Akron-Overland Tire Co. v. Willys-Overland Co.

Decision Date13 June 1921
Docket Number2628.
Citation273 F. 674
PartiesAKRON-OVERLAND TIRE CO. v. WILLYS-OVERLAND CO.
CourtU.S. Court of Appeals — Third Circuit

Robert G. Thach, of New York City, and Andrew C. Gray, of Wilmington, Del., for appellee.

Before BUFFINGTON, WOOLLEY, and DAVIS, Circuit Judges.

BUFFINGTON Circuit Judge.

In this case, the court below, on hearing, being of opinion, as recited in its decree, 'that the use of the word 'Overland' by the defendant in its name, in the transaction of its business and in the threatened sale of its stock and securities, is calculated to lead the public to believe that the goods, stocks, and securities of the defendant are the goods, stocks, and securities of the complainant, and that thereby the complainant is irreparably injured,' and the complainant having given an adequate indemnity bond, issued a preliminary injunction enjoining the defendant from using the word 'Overland' pending the further order of the court. The facts of the case and the reasons and adjudged cases in support of the court's action, are set forth in its opinion printed in 268 F. 151.

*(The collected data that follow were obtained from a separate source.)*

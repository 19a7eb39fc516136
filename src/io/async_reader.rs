//! Asynchronous CSV reader with batch interface
//!
//! Reads operation records with csv-async and hands them out in batches so the
//! concurrent strategy can fan each batch out across users.
//!
//! # Architecture
//!
//! ```text
//! CSV Reader → AsyncReader → Batches of OperationRecords
//!                  ↓
//!           csv_format module
//!           (CsvRecord, convert_csv_record)
//! ```

use crate::io::csv_format::{convert_csv_record, CsvRecord};
use crate::types::OperationRecord;
use csv_async::AsyncReaderBuilder;
use futures::io::AsyncRead;
use futures::stream::StreamExt;
use tracing::warn;

/// Asynchronous CSV reader
pub struct AsyncReader<R: AsyncRead + Unpin> {
    csv_reader: csv_async::AsyncDeserializer<R>,
}

impl<R: AsyncRead + Unpin + Send + 'static> AsyncReader<R> {
    /// Create a new AsyncReader over any async byte source
    pub fn new(reader: R) -> Self {
        let csv_reader = AsyncReaderBuilder::new()
            .flexible(true)
            .trim(csv_async::Trim::All)
            .create_deserializer(reader);

        Self { csv_reader }
    }

    /// Read up to `batch_size` operation records
    ///
    /// Malformed rows are logged and skipped. Returns an empty vector once the
    /// input is exhausted.
    pub async fn read_batch(&mut self, batch_size: usize) -> Vec<OperationRecord> {
        let mut batch = Vec::with_capacity(batch_size);
        let mut records = self.csv_reader.deserialize::<CsvRecord>();

        while batch.len() < batch_size {
            match records.next().await {
                Some(Ok(csv_record)) => match convert_csv_record(csv_record) {
                    Ok(record) => batch.push(record),
                    Err(e) => warn!(error = %e, "skipping invalid operation record"),
                },
                Some(Err(e)) => warn!(error = %e, "skipping unparseable CSV row"),
                None => break,
            }
        }

        batch
    }
}

#[cfg(test)]
mod tests {
    use super::*;
    use crate::types::TransactionKind;
    use futures::io::Cursor;

    #[tokio::test]
    async fn test_async_reader_read_batch() {
        let csv_content = "type,user,amount\ncharge,1,100\nuse,1,50\ncharge,2,200\n";
        let mut reader = AsyncReader::new(Cursor::new(csv_content.as_bytes()));

        let batch = reader.read_batch(2).await;
        assert_eq!(batch.len(), 2);
        assert_eq!(batch[0].user, 1);
        assert_eq!(batch[0].kind, TransactionKind::Charge);
        assert_eq!(batch[1].kind, TransactionKind::Use);
        assert_eq!(batch[1].amount, 50);

        let batch = reader.read_batch(2).await;
        assert_eq!(batch.len(), 1);
        assert_eq!(batch[0].user, 2);

        assert!(reader.read_batch(2).await.is_empty());
    }

    #[tokio::test]
    async fn test_async_reader_empty_csv() {
        let mut reader = AsyncReader::new(Cursor::new("type,user,amount\n".as_bytes()));

        assert!(reader.read_batch(10).await.is_empty());
    }

    #[tokio::test]
    async fn test_async_reader_skips_invalid_records() {
        let csv_content = "type,user,amount\n\
            refund,1,100\n\
            charge,x,10\n\
            charge,1,\n\
            charge,1,50\n";
        let mut reader = AsyncReader::new(Cursor::new(csv_content.as_bytes()));

        let batch = reader.read_batch(10).await;

        assert_eq!(batch.len(), 1);
        assert_eq!(batch[0].amount, 50);
    }

    #[tokio::test]
    async fn test_async_reader_whitespace_and_case() {
        let csv_content = "type,user,amount\n  CHARGE  ,  7  ,  100  \n";
        let mut reader = AsyncReader::new(Cursor::new(csv_content.as_bytes()));

        let batch = reader.read_batch(10).await;

        assert_eq!(batch.len(), 1);
        assert_eq!(batch[0].user, 7);
        assert_eq!(batch[0].amount, 100);
    }
}
//! Benchmark suite for ledger contention and replay strategies
//!
//! Compares many mutations piled onto a single user against the same
//! mutations spread across many users, and the two replay strategies over a
//! generated operations file.
//!
//! # Running Benchmarks
//!
//! ```bash
//! cargo bench
//! ```

use point_ledger::cli::StrategyType;
use point_ledger::strategy::{create_strategy, BatchConfig, ReplayOptions};
use point_ledger::{InMemoryLedger, LedgerConfig, UserId};
use std::io::Write;
use std::sync::Arc;
use tempfile::NamedTempFile;

fn main() {
    divan::main();
}

const MUTATIONS: usize = 2_000;

fn runtime() -> tokio::runtime::Runtime {
    tokio::runtime::Builder::new_multi_thread()
        .worker_threads(4)
        .enable_time()
        .build()
        .expect("Failed to build runtime")
}

/// Spawn `MUTATIONS` charges spread round-robin over `users` users
async fn charge_spread(ledger: Arc<InMemoryLedger>, users: u64) {
    let mut handles = Vec::with_capacity(MUTATIONS);
    for i in 0..MUTATIONS as u64 {
        let ledger = Arc::clone(&ledger);
        let user: UserId = i % users;
        handles.push(tokio::spawn(async move { ledger.charge(user, 1).await }));
    }
    for handle in handles {
        handle
            .await
            .expect("Task panicked")
            .expect("Charge failed");
    }
}

/// All mutations on one key versus spread over many keys
#[divan::bench(args = [1, 16, 256])]
fn concurrent_charges(bencher: divan::Bencher, users: u64) {
    let runtime = runtime();
    bencher
        .with_inputs(|| Arc::new(InMemoryLedger::in_memory(LedgerConfig::default())))
        .bench_local_values(|ledger| runtime.block_on(charge_spread(ledger, users)));
}

/// Generate an operations file with `rows` rows over 64 users
fn operations_file(rows: usize) -> NamedTempFile {
    let mut file = NamedTempFile::new().expect("Failed to create temp file");
    writeln!(file, "type,user,amount").expect("Failed to write header");
    for i in 0..rows {
        let user = i % 64;
        if i % 4 == 3 {
            writeln!(file, "use,{},{}", user, 30 + i % 50).expect("Failed to write row");
        } else {
            writeln!(file, "charge,{},{}", user, 100 + i % 100).expect("Failed to write row");
        }
    }
    file.flush().expect("Failed to flush temp file");
    file
}

#[divan::bench(args = [1_000, 100_000])]
fn sequential_replay(bencher: divan::Bencher, rows: usize) {
    let file = operations_file(rows);
    let strategy = create_strategy(StrategyType::Sequential, None, ReplayOptions::default());

    bencher.bench_local(|| {
        let mut output = Vec::new();
        strategy
            .process(file.path(), &mut output)
            .expect("Processing failed");
    });
}

#[divan::bench(args = [1_000, 100_000])]
fn concurrent_replay(bencher: divan::Bencher, rows: usize) {
    let file = operations_file(rows);
    let strategy = create_strategy(
        StrategyType::Concurrent,
        Some(BatchConfig::default()),
        ReplayOptions::default(),
    );

    bencher.bench_local(|| {
        let mut output = Vec::new();
        strategy
            .process(file.path(), &mut output)
            .expect("Processing failed");
    });
}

A study of the record shows that in the grant of a preliminary injunction there was no abuse by the court of the discretionary power vested in it upon such a showing of facts and circumstances as is there disclosed. We note the earnest contention of defendant's counsel that the case was one where there could be no unfair competition on the part of the defendant, because the defendant was not in business competition where the parties were not in competition in the same kind of business. In view of this contention we deem it proper to say the matter has had our serious consideration, and we find no ground to convict the court below of error, either in its use of authorities or in other regards; for, while it may be conceded that the plaintiff company manufactures automobiles and the defendant does not, and while the plaintiff does not make or sell automobile tires, and the defendant retreads and sells tires, and in exact terms the two do not compete in these particular things, yet the fact remains that the business of both is so connected with automobiles that the public, in buying the stocks, securities, and retread tires of the defendant company, by the use of the word 'Overland' in connection therewith, will, by such descriptive word, be led to believe it is buying property or articles owned or dealt in by the plaintiff or one of its subsidiary companies. That the plaintiffs had in the word 'Overland' a good will of high reputation and great value in connection...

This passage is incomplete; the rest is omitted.